#### GIVEN ENTRIES ####

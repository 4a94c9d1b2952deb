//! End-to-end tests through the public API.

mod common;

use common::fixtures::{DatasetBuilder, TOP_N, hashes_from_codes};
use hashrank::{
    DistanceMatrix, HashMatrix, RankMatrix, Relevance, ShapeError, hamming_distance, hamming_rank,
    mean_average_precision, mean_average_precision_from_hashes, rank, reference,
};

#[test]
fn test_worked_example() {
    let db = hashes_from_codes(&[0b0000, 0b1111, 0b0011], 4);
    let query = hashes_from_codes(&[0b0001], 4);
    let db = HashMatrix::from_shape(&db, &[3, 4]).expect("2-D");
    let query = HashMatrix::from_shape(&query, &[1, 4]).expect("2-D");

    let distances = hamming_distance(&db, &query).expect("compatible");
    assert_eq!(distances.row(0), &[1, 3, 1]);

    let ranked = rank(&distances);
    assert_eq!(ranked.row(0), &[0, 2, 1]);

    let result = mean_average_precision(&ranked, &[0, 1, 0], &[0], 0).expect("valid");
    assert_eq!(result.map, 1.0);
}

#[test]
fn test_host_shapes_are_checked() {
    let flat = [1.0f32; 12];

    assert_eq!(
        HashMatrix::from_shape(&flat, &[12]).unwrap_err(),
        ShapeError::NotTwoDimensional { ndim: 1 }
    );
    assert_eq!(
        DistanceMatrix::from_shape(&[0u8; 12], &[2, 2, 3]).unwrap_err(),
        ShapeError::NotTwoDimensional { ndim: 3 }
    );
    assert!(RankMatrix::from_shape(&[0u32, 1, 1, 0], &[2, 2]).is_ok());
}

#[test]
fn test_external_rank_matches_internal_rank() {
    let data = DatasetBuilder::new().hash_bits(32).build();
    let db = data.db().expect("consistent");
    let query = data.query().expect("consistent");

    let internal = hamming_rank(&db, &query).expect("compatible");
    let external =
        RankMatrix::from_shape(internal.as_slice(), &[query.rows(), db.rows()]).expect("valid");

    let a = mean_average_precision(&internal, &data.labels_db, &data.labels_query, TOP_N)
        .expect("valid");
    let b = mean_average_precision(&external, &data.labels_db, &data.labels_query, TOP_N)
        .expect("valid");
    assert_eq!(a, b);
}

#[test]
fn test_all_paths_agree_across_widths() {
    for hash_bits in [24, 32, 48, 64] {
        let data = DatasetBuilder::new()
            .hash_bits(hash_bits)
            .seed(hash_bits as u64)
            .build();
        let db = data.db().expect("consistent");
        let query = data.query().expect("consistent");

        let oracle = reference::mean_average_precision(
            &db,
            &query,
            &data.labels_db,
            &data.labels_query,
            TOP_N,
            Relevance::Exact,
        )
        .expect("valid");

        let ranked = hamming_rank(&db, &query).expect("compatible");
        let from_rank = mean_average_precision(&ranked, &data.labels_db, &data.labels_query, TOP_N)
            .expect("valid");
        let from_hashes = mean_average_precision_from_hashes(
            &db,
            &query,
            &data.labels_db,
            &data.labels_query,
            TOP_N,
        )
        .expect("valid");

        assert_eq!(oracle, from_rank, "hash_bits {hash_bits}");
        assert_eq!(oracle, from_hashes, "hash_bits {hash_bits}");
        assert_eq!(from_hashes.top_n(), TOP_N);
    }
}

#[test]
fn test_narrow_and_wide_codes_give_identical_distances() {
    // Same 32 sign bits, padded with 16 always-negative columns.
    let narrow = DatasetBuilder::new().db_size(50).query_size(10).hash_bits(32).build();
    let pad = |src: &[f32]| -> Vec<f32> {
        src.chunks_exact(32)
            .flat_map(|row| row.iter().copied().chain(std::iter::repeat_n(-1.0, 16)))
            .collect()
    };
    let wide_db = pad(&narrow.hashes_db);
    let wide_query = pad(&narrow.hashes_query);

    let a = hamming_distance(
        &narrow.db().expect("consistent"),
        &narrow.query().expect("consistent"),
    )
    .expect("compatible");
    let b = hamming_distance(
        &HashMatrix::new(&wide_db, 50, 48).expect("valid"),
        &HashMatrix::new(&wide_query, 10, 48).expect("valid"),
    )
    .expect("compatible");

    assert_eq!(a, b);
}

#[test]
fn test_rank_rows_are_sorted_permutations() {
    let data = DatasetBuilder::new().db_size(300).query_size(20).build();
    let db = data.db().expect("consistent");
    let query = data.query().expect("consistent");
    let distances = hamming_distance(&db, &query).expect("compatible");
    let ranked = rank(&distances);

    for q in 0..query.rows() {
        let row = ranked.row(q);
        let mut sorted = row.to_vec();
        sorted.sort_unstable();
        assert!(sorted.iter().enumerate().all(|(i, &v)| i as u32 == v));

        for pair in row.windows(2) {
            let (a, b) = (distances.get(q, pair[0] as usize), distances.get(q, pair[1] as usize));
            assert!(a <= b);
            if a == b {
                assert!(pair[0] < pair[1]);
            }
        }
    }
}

####
#### GIVEN ENTRIES ####

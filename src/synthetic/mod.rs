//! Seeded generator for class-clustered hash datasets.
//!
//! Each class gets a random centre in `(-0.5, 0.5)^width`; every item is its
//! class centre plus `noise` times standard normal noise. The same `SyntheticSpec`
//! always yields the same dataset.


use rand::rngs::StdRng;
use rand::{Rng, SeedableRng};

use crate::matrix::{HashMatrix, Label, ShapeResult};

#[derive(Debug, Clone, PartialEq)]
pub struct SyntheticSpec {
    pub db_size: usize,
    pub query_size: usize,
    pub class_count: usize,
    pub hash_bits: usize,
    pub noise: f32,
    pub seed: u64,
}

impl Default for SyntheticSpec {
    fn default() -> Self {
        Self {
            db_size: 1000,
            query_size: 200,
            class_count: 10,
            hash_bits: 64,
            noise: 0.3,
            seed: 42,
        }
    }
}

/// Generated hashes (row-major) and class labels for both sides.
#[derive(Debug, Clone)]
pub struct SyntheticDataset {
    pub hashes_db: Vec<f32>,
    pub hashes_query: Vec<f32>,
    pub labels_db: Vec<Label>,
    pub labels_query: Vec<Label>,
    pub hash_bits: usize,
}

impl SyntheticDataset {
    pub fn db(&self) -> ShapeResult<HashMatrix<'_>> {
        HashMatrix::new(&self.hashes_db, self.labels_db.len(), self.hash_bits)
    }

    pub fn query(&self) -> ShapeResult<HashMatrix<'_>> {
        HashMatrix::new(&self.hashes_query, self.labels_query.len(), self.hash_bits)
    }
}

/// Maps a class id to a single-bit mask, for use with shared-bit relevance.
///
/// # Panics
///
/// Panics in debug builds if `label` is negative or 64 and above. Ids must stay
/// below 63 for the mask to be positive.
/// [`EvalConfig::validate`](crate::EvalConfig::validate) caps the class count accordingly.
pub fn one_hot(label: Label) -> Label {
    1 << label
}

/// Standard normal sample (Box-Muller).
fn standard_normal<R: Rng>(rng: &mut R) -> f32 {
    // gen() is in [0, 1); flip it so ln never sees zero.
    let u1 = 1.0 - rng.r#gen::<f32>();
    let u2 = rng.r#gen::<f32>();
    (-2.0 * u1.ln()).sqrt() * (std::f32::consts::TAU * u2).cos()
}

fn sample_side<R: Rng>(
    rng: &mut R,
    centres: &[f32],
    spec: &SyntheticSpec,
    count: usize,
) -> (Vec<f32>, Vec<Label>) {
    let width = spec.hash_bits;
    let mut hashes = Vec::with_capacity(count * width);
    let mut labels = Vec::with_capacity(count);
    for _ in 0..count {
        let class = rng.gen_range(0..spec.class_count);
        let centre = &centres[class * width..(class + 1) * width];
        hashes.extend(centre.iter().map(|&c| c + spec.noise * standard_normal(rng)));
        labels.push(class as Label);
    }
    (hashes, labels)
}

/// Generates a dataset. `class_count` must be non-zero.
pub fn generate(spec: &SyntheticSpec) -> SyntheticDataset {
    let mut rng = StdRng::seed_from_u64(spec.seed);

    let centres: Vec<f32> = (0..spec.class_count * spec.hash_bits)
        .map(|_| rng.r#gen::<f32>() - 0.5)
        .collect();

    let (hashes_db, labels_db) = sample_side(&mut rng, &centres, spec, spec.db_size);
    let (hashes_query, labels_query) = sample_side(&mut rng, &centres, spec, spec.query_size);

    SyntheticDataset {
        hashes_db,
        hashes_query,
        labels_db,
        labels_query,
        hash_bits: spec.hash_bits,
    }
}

####

AIM OF THE EXERCISE: Look through the records above and please copy every line in which the string "centres" occurs.

TASK OUTPUT:
    centres: &[f32],
        let centre = &centres[class * width..(class + 1) * width];
    let centres: Vec<f32> = (0..spec.class_count * spec.hash_bits)
    let (hashes_db, labels_db) = sample_side(&mut rng, &centres, spec, spec.db_size);
    let (hashes_query, labels_query) = sample_side(&mut rng, &centres, spec, spec.query_size);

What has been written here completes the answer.